┏━━

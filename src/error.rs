//! Error types for lipstream.

use thiserror::Error;

#[derive(Error, Debug)]
pub enum LipstreamError {
    // Configuration errors
    #[error("Configuration file not found at {path}")]
    ConfigFileNotFound { path: String },

    #[error("Failed to parse configuration: {message}")]
    ConfigParse { message: String },

    #[error("Invalid configuration value for {key}: {message}")]
    ConfigInvalidValue { key: String, message: String },

    #[error("Configuration error: {0}")]
    Config(#[from] toml::de::Error),

    // Job input errors
    #[error("Invalid job request: {message}")]
    InvalidRequest { message: String },

    // Collaborator errors
    #[error("Transcription failed: {message}")]
    Transcription { message: String },

    #[error("Response generation failed: {message}")]
    ResponseGeneration { message: String },

    #[error("Speech synthesis failed: {message}")]
    Synthesis { message: String },

    #[error("Avatar render failed: {message}")]
    Render { message: String },

    #[error("Service unavailable at {url}: {message}")]
    ServiceUnavailable { url: String, message: String },

    // IPC errors
    #[error("IPC socket error: {message}")]
    IpcSocket { message: String },

    #[error("IPC protocol error: {message}")]
    IpcProtocol { message: String },

    #[error("IPC connection failed: {message}")]
    IpcConnection { message: String },

    // General I/O errors
    #[error("I/O error: {0}")]
    Io(#[from] std::io::Error),

    // Generic error for cases not covered above
    #[error("{0}")]
    Other(String),
}

impl LipstreamError {
    /// Name of the collaborator that produced this error, if any.
    ///
    /// Used to label failure events so clients can tell which stage broke.
    pub fn collaborator(&self) -> Option<&'static str> {
        match self {
            Self::Transcription { .. } => Some("transcriber"),
            Self::ResponseGeneration { .. } => Some("responder"),
            Self::Synthesis { .. } => Some("synthesizer"),
            Self::Render { .. } => Some("renderer"),
            Self::ServiceUnavailable { .. } => Some("service"),
            _ => None,
        }
    }
}

// Type alias for convenience
pub type Result<T> = std::result::Result<T, LipstreamError>;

┗━━

Instructions to follow :: After reading the listing above, print each line back exactly.

Answer area ::
filename src/error.rs
//! Error types for lipstream.

use thiserror::Error;

#[derive(Error, Debug)]
pub enum LipstreamError {
    // Configuration errors
    #[error("Configuration file not found at {path}")]
    ConfigFileNotFound { path: String },

    #[error("Failed to parse configuration: {message}")]
    ConfigParse { message: String },

    #[error("Invalid configuration value for {key}: {message}")]
    ConfigInvalidValue { key: String, message: String },

    #[error("Configuration error: {0}")]
    Config(#[from] toml::de::Error),

    // Job input errors
    #[error("Invalid job request: {message}")]
    InvalidRequest { message: String },

    // Collaborator errors
    #[error("Transcription failed: {message}")]
    Transcription { message: String },

    #[error("Response generation failed: {message}")]
    ResponseGeneration { message: String },

    #[error("Speech synthesis failed: {message}")]
    Synthesis { message: String },

    #[error("Avatar render failed: {message}")]
    Render { message: String },

    #[error("Service unavailable at {url}: {message}")]
    ServiceUnavailable { url: String, message: String },

    // IPC errors
    #[error("IPC socket error: {message}")]
    IpcSocket { message: String },

    #[error("IPC protocol error: {message}")]
    IpcProtocol { message: String },

    #[error("IPC connection failed: {message}")]
    IpcConnection { message: String },

    // General I/O errors
    #[error("I/O error: {0}")]
    Io(#[from] std::io::Error),

    // Generic error for cases not covered above
    #[error("{0}")]
    Other(String),
}

impl LipstreamError {
    /// Name of the collaborator that produced this error, if any.
    ///
    /// Used to label failure events so clients can tell which stage broke.
    pub fn collaborator(&self) -> Option<&'static str> {
        match self {
            Self::Transcription { .. } => Some("transcriber"),
            Self::ResponseGeneration { .. } => Some("responder"),
            Self::Synthesis { .. } => Some("synthesizer"),
            Self::Render { .. } => Some("renderer"),
            Self::ServiceUnavailable { .. } => Some("service"),
            _ => None,
        }
    }
}

// Type alias for convenience
pub type Result<T> = std::result::Result<T, LipstreamError>;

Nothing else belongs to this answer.